Ilustrasi (Anthony Ginsbrook via Unsplash)

Dewasa ini, kebahagiaan adalah salah satu isu esensial yang banyak dibicarakan. Sebagai milenial, mau nggak mau saya kepikiran juga. Bahagia itu apa sih? Katanya sederhana, tapi bukannya itu rumah makan?

Lagipula, kalau gampang, kenapa satu dunia terus bertanya-tanya? Di belantara urban, orang mati-matian berusaha bahagia dengan caranya masing-masing, sampai muncul berbagai industri terkait ini. Kebahagiaan kok jadi industri?

Setelah banyak melamun ala-ala filsuf, aseekk, akhirnya saya mendapatkan wangsit hipotesis. Semoga waktu Anda tidak sia-sia membaca ini. Here we go

Ada banyak bahasan soal kebahagiaan dan kepuasan hidup. Namun, salah satu buku yang membahas secara panjang lebar adalah Enlightenment Now karya Steven Pinker. Dalam bukunya, Pinker berargumen bahwa kondisi hidup manusia di seluruh dunia saat ini jauh meningkat dibanding era-era sebelumnya.

Pinker membandingkan berbagai aspek di antaranya kesejahteraan, kecukupan makan, kesehatan, harapan hidup, demokrasi, perdamaian, pengetahuan, dan kesetaraan hak. Ia memaparkan kasusnya dengan banyak data statistik dan grafik, serta antusiasme yang kentara.

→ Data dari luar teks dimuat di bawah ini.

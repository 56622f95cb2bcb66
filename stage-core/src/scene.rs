//! Scene registry for top-level nodes.

use std::collections::HashMap;

use crate::event::{InputEvent, KeyEvent, PointerEvent};
use crate::node::{NodeId, NodeKind, SceneNode};
use crate::surface::DrawingSurface;
use crate::{Color, StageError, StageResult, Vector2D};

/// A scene containing every top-level node.
#[derive(Debug, Default)]
pub struct Scene {
    /// All top-level nodes, indexed by ID.
    nodes: HashMap<NodeId, SceneNode>,
    /// Draw order of the top-level nodes.
    roots: Vec<NodeId>,
    /// Next serial per node kind.
    serials: HashMap<NodeKind, u64>,
    /// Viewport width in pixels.
    pub viewport_width: f64,
    /// Viewport height in pixels.
    pub viewport_height: f64,
    /// Color a renderer clears to before drawing this scene.
    pub background: Option<Color>,
}

impl Scene {
    /// Create a new empty scene with the given viewport size.
    #[must_use]
    pub fn new(width: f64, height: f64) -> Self {
        Self {
            viewport_width: width,
            viewport_height: height,
            ..Self::default()
        }
    }

    /// Add a node on top of everything else. It gets the next serial of
    /// its kind.
    pub fn add_node(&mut self, mut node: SceneNode) -> NodeId {
        let id = node.id();
        let serial = self.serials.entry(node.kind()).or_insert(0);
        node.set_serial(*serial);
        *serial += 1;
        tracing::debug!("Scene add {:?} #{} ({id})", node.kind(), *serial - 1);
        self.roots.push(id);
        self.nodes.insert(id, node);
        id
    }

    /// Remove a top-level node.
    ///
    /// # Errors
    ///
    /// Returns an error if the node is not in the scene.
    pub fn remove_node(&mut self, id: NodeId) -> StageResult<SceneNode> {
        self.roots.retain(|&root| root != id);
        self.nodes
            .remove(&id)
            .ok_or_else(|| StageError::NodeNotFound(id.to_string()))
    }

    /// Get a top-level node by ID.
    #[must_use]
    pub fn get(&self, id: NodeId) -> Option<&SceneNode> {
        self.nodes.get(&id)
    }

    /// Get a mutable reference to a top-level node by ID.
    pub fn get_mut(&mut self, id: NodeId) -> Option<&mut SceneNode> {
        self.nodes.get_mut(&id)
    }

    /// Find a node anywhere in the scene, descendants included.
    #[must_use]
    pub fn find(&self, id: NodeId) -> Option<&SceneNode> {
        self.nodes
            .get(&id)
            .or_else(|| self.nodes().find_map(|node| node.find(id)))
    }

    /// Mutable [`find`](Self::find).
    pub fn find_mut(&mut self, id: NodeId) -> Option<&mut SceneNode> {
        if self.nodes.contains_key(&id) {
            return self.nodes.get_mut(&id);
        }
        self.nodes.values_mut().find_map(|node| node.find_mut(id))
    }

    /// Top-level nodes in draw order.
    pub fn nodes(&self) -> impl Iterator<Item = &SceneNode> {
        self.roots.iter().filter_map(|id| self.nodes.get(id))
    }

    /// Top-level nodes of one kind, ordered by serial.
    #[must_use]
    pub fn nodes_of_kind(&self, kind: NodeKind) -> Vec<&SceneNode> {
        let mut nodes: Vec<_> = self.nodes.values().filter(|n| n.kind() == kind).collect();
        nodes.sort_by_key(|n| n.serial());
        nodes
    }

    /// Move a node to the top of the draw order.
    ///
    /// # Errors
    ///
    /// Returns an error if the node is not in the scene.
    pub fn raise(&mut self, id: NodeId) -> StageResult<()> {
        let index = self
            .roots
            .iter()
            .position(|&root| root == id)
            .ok_or_else(|| StageError::NodeNotFound(id.to_string()))?;
        let id = self.roots.remove(index);
        self.roots.push(id);
        Ok(())
    }

    /// Number of top-level nodes.
    #[must_use]
    pub fn len(&self) -> usize {
        self.nodes.len()
    }

    /// Whether the scene is empty.
    #[must_use]
    pub fn is_empty(&self) -> bool {
        self.nodes.is_empty()
    }

    /// Set the viewport dimensions.
    pub fn set_viewport(&mut self, width: f64, height: f64) {
        self.viewport_width = width;
        self.viewport_height = height;
    }

    /// Advance every node by `delta` normalized frames.
    pub fn update(&mut self, delta: f64) {
        for id in &self.roots {
            if let Some(node) = self.nodes.get_mut(id) {
                node.update(delta);
            }
        }
    }

    /// Draw every node in order.
    pub fn render(&self, surface: &mut dyn DrawingSurface) {
        tracing::trace!("Scene render: {} nodes", self.roots.len());
        for node in self.nodes() {
            node.render(surface);
        }
    }

    /// Feed a pointer event to every top-level node, in draw order, with
    /// the same claim rule containers apply to their children. Returns the
    /// node that claimed it.
    pub fn dispatch_pointer(&mut self, event: &PointerEvent) -> Option<NodeId> {
        let mut claimed = None;
        for id in &self.roots {
            let Some(node) = self.nodes.get_mut(id) else {
                continue;
            };
            if claimed.is_some() {
                if node.is_pointer_inside() {
                    node.track_pointer(event);
                }
            } else if node.track_pointer(event) {
                claimed = Some(*id);
            }
        }
        claimed
    }

    /// Turn bound outlines on or off for every node, descendants included.
    pub fn set_debug_bounds(&mut self, on: bool) {
        for node in self.nodes.values_mut() {
            node.set_debug_bounds(on);
        }
    }

    /// Broadcast a key event to every interactive node.
    pub fn dispatch_key(&mut self, event: &KeyEvent) {
        for id in &self.roots {
            if let Some(node) = self.nodes.get_mut(id) {
                node.dispatch_key(event);
            }
        }
    }

    /// Route any input event. Resizes update the viewport.
    pub fn dispatch(&mut self, event: &InputEvent) -> Option<NodeId> {
        match event {
            InputEvent::Pointer(pointer) => self.dispatch_pointer(pointer),
            InputEvent::Key(key) => {
                self.dispatch_key(key);
                None
            }
            InputEvent::Resize { width, height } => {
                self.set_viewport(*width, *height);
                None
            }
        }
    }

    /// The topmost node whose body or descendants contain the point.
    #[must_use]
    pub fn node_at(&self, x: f64, y: f64) -> Option<NodeId> {
        let point = Vector2D::new(x, y);
        self.roots
            .iter()
            .rev()
            .filter_map(|id| self.nodes.get(id))
            .find(|node| node.visible && node.hits(point))
            .map(SceneNode::id)
    }
}

#[cfg(test)]
mod tests {
    use super::*;
    use crate::interactive::EventKind;
    use crate::path::PathGraphic;
    use crate::surface::{RecordingSurface, SurfaceOp};
    use crate::Rect2D;

    fn square(x: f64, size: f64) -> SceneNode {
        let mut node = SceneNode::interactive(PathGraphic::rect(Rect2D::new(0.0, 0.0, size, size)));
        node.set_position(Vector2D::new(x, 0.0));
        node
    }

    #[test]
    fn test_scene_add_remove() {
        let mut scene = Scene::new(800.0, 600.0);
        assert!(scene.is_empty());

        let id = scene.add_node(square(0.0, 10.0));
        assert_eq!(scene.len(), 1);
        assert!(scene.get(id).is_some());

        assert!(scene.remove_node(id).is_ok());
        assert!(scene.is_empty());
        assert!(matches!(scene.remove_node(id), Err(StageError::NodeNotFound(_))));
    }

    #[test]
    fn test_serials_are_per_kind() {
        let mut scene = Scene::new(100.0, 100.0);
        let a = scene.add_node(square(0.0, 1.0));
        let b = scene.add_node(SceneNode::container());
        let c = scene.add_node(square(0.0, 1.0));

        assert_eq!(scene.get(a).and_then(SceneNode::serial), Some(0));
        assert_eq!(scene.get(b).and_then(SceneNode::serial), Some(0));
        assert_eq!(scene.get(c).and_then(SceneNode::serial), Some(1));
        let ids: Vec<_> = scene
            .nodes_of_kind(NodeKind::Interactive)
            .iter()
            .map(|n| n.id())
            .collect();
        assert_eq!(ids, vec![a, c]);
    }

    #[test]
    fn test_node_at_prefers_topmost() {
        let mut scene = Scene::new(100.0, 100.0);
        let below = scene.add_node(square(0.0, 20.0));
        let above = scene.add_node(square(10.0, 20.0));

        assert_eq!(scene.node_at(15.0, 5.0), Some(above));
        assert_eq!(scene.node_at(5.0, 5.0), Some(below));
        assert_eq!(scene.node_at(50.0, 5.0), None);

        scene.raise(below).unwrap();
        assert_eq!(scene.node_at(15.0, 5.0), Some(below));
    }

    #[test]
    fn test_dispatch_pointer_claims_in_order() {
        let mut scene = Scene::new(100.0, 100.0);
        let first = scene.add_node(square(0.0, 20.0));
        let second = scene.add_node(square(10.0, 20.0));
        let hits = std::rc::Rc::new(std::cell::Cell::new(0));
        {
            let hits = std::rc::Rc::clone(&hits);
            scene
                .get_mut(second)
                .unwrap()
                .on(EventKind::Down, move |_, _| hits.set(hits.get() + 1));
        }

        assert_eq!(scene.dispatch_pointer(&PointerEvent::down(15.0, 5.0)), Some(first));
        assert_eq!(hits.get(), 0);
        assert_eq!(scene.dispatch_pointer(&PointerEvent::down(25.0, 5.0)), Some(second));
        assert_eq!(hits.get(), 1);
    }

    #[test]
    fn test_resize_event_updates_viewport() {
        let mut scene = Scene::new(100.0, 100.0);
        scene.dispatch(&InputEvent::Resize {
            width: 640.0,
            height: 480.0,
        });
        assert_eq!(scene.viewport_width, 640.0);
        assert_eq!(scene.viewport_height, 480.0);
    }

    #[test]
    fn test_render_draws_in_order() {
        let mut scene = Scene::new(100.0, 100.0);
        let mut first = square(0.0, 10.0);
        first.style.fill = Some(Color::rgb(255, 0, 0));
        let mut second = square(20.0, 10.0);
        second.style.fill = Some(Color::rgb(0, 0, 255));
        scene.add_node(first);
        scene.add_node(second);

        let mut surface = RecordingSurface::new();
        scene.render(&mut surface);
        let fills: Vec<_> = surface
            .ops()
            .iter()
            .filter_map(|op| match op {
                SurfaceOp::FillColor(color) => Some(color.clone()),
                _ => None,
            })
            .collect();
        assert_eq!(fills, vec![Color::rgb(255, 0, 0), Color::rgb(0, 0, 255)]);
        assert!(!surface.ops().iter().any(|op| matches!(op, SurfaceOp::Clear(_))));
    }

    #[test]
    fn test_debug_bounds_reach_descendants() {
        let mut scene = Scene::new(100.0, 100.0);
        let mut group = SceneNode::container();
        let child = group.add(square(0.0, 1.0));
        scene.add_node(group);
        scene.set_debug_bounds(true);
        assert!(scene.find(child).unwrap().debug_bound);
    }
}
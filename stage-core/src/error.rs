//! Error types for stage operations.

use thiserror::Error;

use crate::path::PathError;

/// Result type for stage operations.
pub type StageResult<T> = Result<T, StageError>;

/// Errors that can occur in stage operations.
#[derive(Debug, Error)]
pub enum StageError {
    /// Node not found in a scene.
    #[error("Node not found: {0}")]
    NodeNotFound(String),

    /// Invalid node operation.
    #[error("Invalid operation on node: {0}")]
    InvalidOperation(String),

    /// Path data could not be parsed or replayed.
    #[error("Path error: {0}")]
    Path(#[from] PathError),

    /// Preset table serialization/deserialization error.
    #[error("Serialization error: {0}")]
    Serialization(#[from] serde_json::Error),

    /// A literal (vector, color, ...) could not be parsed.
    #[error("Parse error: {0}")]
    Parse(String),
}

Sebagai contoh, rerata manusia saat ini bisa mengonsumsi lebih dari 2.500 kalori per hari, termasuk di Afrika dan India. Sementara, dari aspek harapan hidup, kini melebihi 70 tahun. Bandingkan dengan abad 18 yang kurang dari 30 tahun.

Gerakan-gerakan dan kesadaran akan kesetaraan hak juga semakin menguat di berbagai belahan dunia.

Pinker memaparkan bahwa berbagai peningkatan ini terjadi berkat nilai-nilai Zaman Pencerahan yakni daya rasional, sains, dan humanisme yang memberi berbagai kemajuan.

Semisal, perkembangan berbagai vaksin dan teknik kedokteran, optimalisasi pertanian melalui pupuk buatan dan mekanisasi, peningkatan standar keselamatan di tempat kerja, dan sebagainya.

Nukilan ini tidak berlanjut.